Identification and characterization of a serine protease inhibitor (PtSerpin) in the swimming crab Portunus trituberculatus.

Fish Shellfish Immunol 2012 Apr 10;32(4):544-50. Epub 2012 Jan 10.

EMBL, Institute of Oceanology, Chinese Academy of Sciences, 7 Nanhai Road, Qingdao 266071, China.
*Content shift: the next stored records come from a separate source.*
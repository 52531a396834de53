//! Persistence for the marketplace.
//!
//! [`MarketStore`] is the transaction boundary of the system: every stock
//! decrement and order status change goes through it. [`InMemoryStore`]
//! serializes all calls behind one lock; [`PostgresStore`] relies on row
//! locks and conditional updates inside a transaction.

pub mod error;
pub mod memory;
pub mod postgres;
pub mod store;

pub use error::{Result, StoreError};
pub use memory::InMemoryStore;
pub use postgres::PostgresStore;
pub use store::MarketStore;
//! API error types with HTTP response mapping.

use axum::http::StatusCode;
use axum::response::{IntoResponse, Response};
use serde_json::{Map, Value, json};
use workflow::WorkflowError;

/// API-level error type that maps to HTTP responses.
#[derive(Debug)]
pub enum ApiError {
    /// Bad request from the client.
    BadRequest(String),
    /// Missing or malformed caller identity.
    Unauthorized(String),
    /// Error raised by a marketplace service.
    Workflow(WorkflowError),
}

impl IntoResponse for ApiError {
    fn into_response(self) -> Response {
        let (status, code, message, context) = match self {
            ApiError::BadRequest(msg) => (StatusCode::BAD_REQUEST, "bad_request", msg, Map::new()),
            ApiError::Unauthorized(msg) => {
                (StatusCode::UNAUTHORIZED, "unauthorized", msg, Map::new())
            }
            ApiError::Workflow(err) => workflow_error_to_response(err),
        };

        let mut body = Map::new();
        body.insert("error".to_string(), Value::String(message));
        body.insert("code".to_string(), Value::String(code.to_string()));
        body.extend(context);
        (status, axum::Json(Value::Object(body))).into_response()
    }
}

fn workflow_error_to_response(err: WorkflowError) -> (StatusCode, &'static str, String, Map<String, Value>) {
    let message = err.to_string();
    let (status, code, context) = match &err {
        WorkflowError::Validation(_) => (StatusCode::BAD_REQUEST, "validation_error", json!({})),
        WorkflowError::EmptyCart => (StatusCode::BAD_REQUEST, "empty_cart", json!({})),
        WorkflowError::UnknownActor(_) => (StatusCode::UNAUTHORIZED, "unauthorized", json!({})),
        WorkflowError::Forbidden(_) => (StatusCode::FORBIDDEN, "forbidden", json!({})),
        WorkflowError::NotFound { entity, id } => (
            StatusCode::NOT_FOUND,
            "not_found",
            json!({ "entity": entity, "id": id }),
        ),
        WorkflowError::OutOfStock {
            product_id,
            requested,
            available,
        } => (
            StatusCode::CONFLICT,
            "out_of_stock",
            json!({
                "product_id": product_id,
                "requested": requested,
                "available": available,
            }),
        ),
        WorkflowError::InsufficientStock(product_id) => (
            StatusCode::CONFLICT,
            "insufficient_stock",
            json!({ "product_id": product_id }),
        ),
        WorkflowError::InvalidTransition(_) => {
            (StatusCode::CONFLICT, "invalid_transition", json!({}))
        }
        WorkflowError::Conflict(_) => (StatusCode::CONFLICT, "conflict", json!({})),
        WorkflowError::ProductHasOrderHistory(product_id) => (
            StatusCode::CONFLICT,
            "product_has_order_history",
            json!({ "product_id": product_id }),
        ),
        WorkflowError::PaymentAuthorizationFailed { order_id, .. } => (
            StatusCode::BAD_GATEWAY,
            "payment_authorization_failed",
            json!({ "order_id": order_id }),
        ),
        WorkflowError::Store(store_err) => {
            tracing::error!(error = %store_err, "internal server error");
            return (
                StatusCode::INTERNAL_SERVER_ERROR,
                "internal_error",
                "internal server error".to_string(),
                Map::new(),
            );
        }
    };

    let context = match context {
        Value::Object(map) => map,
        _ => Map::new(),
    };
    (status, code, message, context)
}

impl From<WorkflowError> for ApiError {
    fn from(err: WorkflowError) -> Self {
        ApiError::Workflow(err)
    }
}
Serine protease inhibitors (Serpins) play a key role in diverse immune biological processes. A serine protease inhibitor (Serpin), namely PtSerpin, was identified from the haemocyte cDNA library of swimming crab Portunus trituberculatus. The full-length PtSerpin cDNA was 1593 bp, including an open reading frame (ORF) of 1227 bp encoding a polypeptide of 408 amino acids with estimated molecular mass of 45.048 kDa and theoretical isoelectric point of 7.23. Predicted tertiary structure of PtSerpin contained three β-sheets and nine α-helices. Multiple sequence alignment revealed that deduced amino acid sequence of PtSerpin shared the highest similarity with serpin SPI from green mud crab Scylla paramamosain (SpSerpin). Phylogenetic analysis supported PtSerpin and SpSerpin were closely related to serpins from Penaeus monodon and Daphnia pulex while other decapods formed a separate group. Although the mRNA transcripts of PtSerpin could be detected in all the examined tissues, the higher levels were present in haemocytes and gills which are the major organs respond to pathogenic microorganism. After challenged by Vibrio alginolyticus, Micrococcus luteus and Pichia pastoris, the temporal expression of PtSerpin gene in haemocytes showed different activation times against bacteria and fungi within the experimental period of 72 h. These findings suggest that PtSerpin is involved in the antibacterial defense mechanism of P. trituberculatus crab.